Why have I never thought of gloves or little spatulas? That might work! Although I do feel bad about the waste of throwing them away. Maybe reusable vinyl gloves, though?
I do make my own diaper cream (I make our lotion, cleaning products, ect). I’m a hippie that way. But I might be able to load it into a push tube, like a deodorant tube or even one of those refillable push-pop things.
It really helps to hear that other people understand and relate to this issue. Sometimes I feel really alone with his “issues.” I don’t want to nag, and he’s such a great guy that I hate to fight with him about this.
You guys are so great!
If you make your own, why not pick up a travel sized roll on deodorant applicator bottle? You can (with a little force and maybe a little mess) force the ball out by squeezing the bottle, clean it out, and fill it with lotion? The ball will pop back in, too.
I do this with coconut oil for lube 😉 you will want to store it upside down, so make sure to get one with a flat cap top.
I found a bunch of sources for push tubes by searching “lotion stick tube” on google. You might have to tweak your recipe so it is a little more of a solid, but it looks pretty easy and the tubes themselves are only a couple bucks and could almost certainly be reused.

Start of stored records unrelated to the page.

impl SegmentRecorder {
    pub fn new(source: CaptureSource) -> Self {
        Self {
            source,
            concat_timeout: CONCAT_TIMEOUT,
            state: Mutex::new(SegmentState::default()),
            running: AtomicBool::new(false),
        }
    }

    /// Override the bound on the concat pass.
    pub fn with_concat_timeout(mut self, timeout: Duration) -> Self {
        self.concat_timeout = timeout;
        self
    }

    /// Start a recording of `requested` and begin its first segment.
    ///
    /// `requested` is clipped to `desktop` and rounded down to an even
    /// size; masks passed to [`finalize_recording`](Self::finalize_recording)
    /// stay relative to `requested`.
    pub async fn start(
        &self,
        requested: Rect,
        desktop: Rect,
        profile: RecordingProfile,
        output_folder: &Path,
        encoder: &Path,
    ) -> RdtileResult<()> {
        if requested.is_empty() {
            return Err(RdtileError::capture(format!(
                "Capture region must have a positive size, got {}x{}",
                requested.width, requested.height
            )));
        }
        if profile.fps == 0 {
            return Err(RdtileError::capture("Frame rate must be positive"));
        }

        let mut state = self.state.lock().await;
        if state.session.is_some() {
            return Err(RdtileError::capture("A segment recording is already running"));
        }

        let capture = requested
            .intersect(&desktop)
            .map(|clipped| clipped.with_even_size())
            .filter(|clipped| !clipped.is_empty())
            .ok_or_else(|| {
                RdtileError::capture(format!(
                    "Capture region {requested:?} lies outside the desktop {desktop:?}"
                ))
            })?;

        tokio::fs::create_dir_all(output_folder).await.map_err(|e| {
            RdtileError::capture(format!(
                "Cannot create output folder {}: {e}",
                output_folder.display()
            ))
        })?;

        let id = SessionId::generate();
        tracing::info!(
            session = %id,
            ?requested,
            ?capture,
            fps = profile.fps,
            "Starting segment recording"
        );

        state.session = Some(SegmentSession {
            id,
            encoder: encoder.to_path_buf(),
            output_folder: output_folder.to_path_buf(),
            capture,
            frame: MaskFrame::new(requested, capture),
            profile,
            segments: Vec::new(),
            next_index: 1,
        });
        state.last_failure = None;

        if !self.start_segment_locked(&mut state).await {
            let reason = state
                .last_failure
                .take()
                .unwrap_or_else(|| state.tail.render());
            state.session = None;
            return Err(RdtileError::capture(format!(
                "Encoder failed to start recording: {reason}"
            )));
        }

        self.running.store(true, Ordering::SeqCst);
        Ok(())
    }

    /// Start the encoder for the next segment. Returns `false` on failure.
    pub async fn start_new_segment(&self) -> bool {
        let mut state = self.state.lock().await;
        self.start_segment_locked(&mut state).await
    }

    /// Gracefully stop the active segment's encoder. Never fails.
    pub async fn stop_current_segment(&self) {
        let mut state = self.state.lock().await;
        Self::stop_segment_locked(&mut state).await;
    }

    /// Stop recording and publish the final file.
    pub async fn finalize_recording(&self, masks: &[MaskRect]) -> RdtileResult<FinishedRecording> {
        let mut state = self.state.lock().await;
        Self::stop_segment_locked(&mut state).await;
        let session = state.session.take();
        let result = match session {
            Some(session) => {
                Self::finalize_session(session, &state.tail, masks, self.concat_timeout).await
            }
            None => Err(RdtileError::capture("No segment recording to finalize")),
        };
        self.running.store(false, Ordering::SeqCst);
        result
    }

    /// Kill the encoder and delete every tracked segment.
    pub async fn abort_recording(&self) {
        let mut state = self.state.lock().await;
        if let Some(process) = state.active.take() {
            process.shutdown(GracefulStop::Kill, Duration::ZERO).await;
        }
        if let Some(session) = state.session.take() {
            tracing::info!(
                session = %session.id,
                segments = session.segments.len(),
                "Discarding segment recording"
            );
            for segment in &session.segments {
                remove_file_logged(segment).await;
            }
        }
        self.running.store(false, Ordering::SeqCst);
    }

    /// Segment files tracked for the current recording, in order.
    pub async fn segments(&self) -> Vec<PathBuf> {
        let state = self.state.lock().await;
        state
            .session
            .as_ref()
            .map(|s| s.segments.clone())
            .unwrap_or_default()
    }

    async fn start_segment_locked(&self, state: &mut SegmentState) -> bool {
        let Some(session) = state.session.as_mut() else {
            tracing::warn!("No segment recording to extend");
            return false;
        };
        if state.active.is_some() {
            tracing::warn!(session = %session.id, "A segment is already being recorded");
            return false;
        }

        let index = session.next_index;
        session.next_index += 1;
        let path = session.artifact(&format!("_seg{index:03}"), "mp4");

        let mut command = encoder_command(&session.encoder);
        command
            .args(segment_capture_args(
                &self.source,
                session.capture,
                session.profile.fps,
                session.profile.include_cursor,
                &path,
            ))
            .stdin(Stdio::piped());
        session.segments.push(path.clone());

        let failure = match EncoderProcess::spawn("segment", command, state.tail.clone()) {
            Err(e) => e.to_string(),
            Ok(mut process) => match process.exited_within(IMMEDIATE_EXIT_PROBE).await {
                Ok(None) => {
                    tracing::info!(
                        session = %session.id,
                        segment = index,
                        pid = process.id(),
                        path = %path.display(),
                        "Segment started"
                    );
                    state.active = Some(process);
                    return true;
                }
                Ok(Some(status)) => format!(
                    "encoder exited immediately ({status}): {}",
                    state.tail.render()
                ),
                Err(e) => {
                    process.shutdown(GracefulStop::Kill, Duration::ZERO).await;
                    e.to_string()
                }
            },
        };

        tracing::error!(
            session = %session.id,
            segment = index,
            reason = %failure,
            "Segment failed to start"
        );
        session.segments.retain(|s| s != &path);
        remove_file_logged(&path).await;
        state.last_failure = Some(failure);
        false
    }

    async fn stop_segment_locked(state: &mut SegmentState) {
        if let Some(process) = state.active.take() {
            let outcome = process
                .shutdown(GracefulStop::QuitCommand, SEGMENT_STOP_TIMEOUT)
                .await;
            if outcome.is_clean() {
                tracing::info!("Segment stopped");
            } else {
                tracing::warn!(
                    ?outcome,
                    tail = %state.tail.render(),
                    "Segment encoder did not stop cleanly"
                );
            }
        }
    }

    async fn finalize_session(
        session: SegmentSession,
        tail: &StderrTail,
        masks: &[MaskRect],
        concat_timeout: Duration,
    ) -> RdtileResult<FinishedRecording> {
        let mut segments = Vec::with_capacity(session.segments.len());
        for segment in &session.segments {
            if tokio::fs::try_exists(segment).await.unwrap_or(false) {
                segments.push(segment.clone());
            } else {
                tracing::warn!(path = %segment.display(), "Dropping missing segment");
            }
        }

        let Some((first, rest)) = segments.split_first() else {
            return Err(RdtileError::capture(format!(
                "No segments were recorded; last encoder output: {}",
                tail.render()
            )));
        };

        let final_path = session.artifact("", "mp4");
        tracing::info!(
            session = %session.id,
            segments = segments.len(),
            masks = masks.len(),
            "Finalizing segment recording"
        );

        let (source, unjoined) = if rest.is_empty() {
            (first.clone(), Vec::new())
        } else {
            match Self::concatenate(&session, &segments, concat_timeout).await {
                Ok(joined) => (joined, Vec::new()),
                Err(e) => {
                    tracing::error!(
                        session = %session.id,
                        error = %e,
                        "Publishing the first segment only"
                    );
                    (first.clone(), rest.to_vec())
                }
            }
        };

        let mut finished = publish_recording(
            &session.encoder,
            &source,
            &final_path,
            &final_path,
            &session.frame,
            masks,
        )
        .await?;
        finished.unjoined_segments = unjoined;
        Ok(finished)
    }

    /// Join `segments` into one file and delete the inputs.
    ///
    /// Inputs are only deleted after a successful exit with a non-empty
    /// output. On failure the partial output is removed and every segment
    /// stays on disk.
    async fn concatenate(
        session: &SegmentSession,
        segments: &[PathBuf],
        timeout: Duration,
    ) -> RdtileResult<PathBuf> {
        let manifest = session.artifact("_concat", "txt");
        let output = session.artifact("_concat", "mp4");

        tokio::fs::write(&manifest, concat_manifest(segments)).await?;

        let mut command = encoder_command(&session.encoder);
        command.args(concat_args(&manifest, &output));
        let result = run_to_completion("concat", command, timeout).await;
        remove_file_logged(&manifest).await;

        let output_len = tokio::fs::metadata(&output)
            .await
            .map(|m| m.len())
            .unwrap_or(0);
        let failure = match result {
            Ok(status) if status.success() && output_len > 0 => {
                for segment in segments {
                    remove_file_logged(segment).await;
                }
                return Ok(output);
            }
            Ok(status) if status.success() => "encoder produced no output".to_string(),
            Ok(status) => format!("encoder exited with {status}"),
            Err(e) => e.to_string(),
        };

        remove_file_logged(&output).await;
        let kept = segments
            .iter()
            .map(|s| s.display().to_string())
            .collect::<Vec<_>>()
            .join(", ");
        Err(RdtileError::capture(format!(
            "Failed to join segments ({failure}); segments kept: {kept}"
        )))
    }
}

Parenting is a balancing act. You are two imperfect people raising someone who will become imperfect one day. Give and take, seek advice and be willing to be wrong
When is you next doctor appointment with baby? Maybe he could come and hear FROM THE DOCTOR how important the barrier cream is to avoid diaper rash for your daughter? Maybe hearing what you told him, but from someone with some kind of medical authority would help him accept it? There was also a facebook comment about giving him a makeup sponge to apply the cream so he doesn’t have to touch it, I think it’s worth a try.
good luck for the many many diapers still ahead of you!
(edit: for some reason I couldn’t see the previous comments, so I guess I’m not bringing anything new…)
have you tried Grovia’s diaper cream? it comes in stick form, so you don’t have to touch it!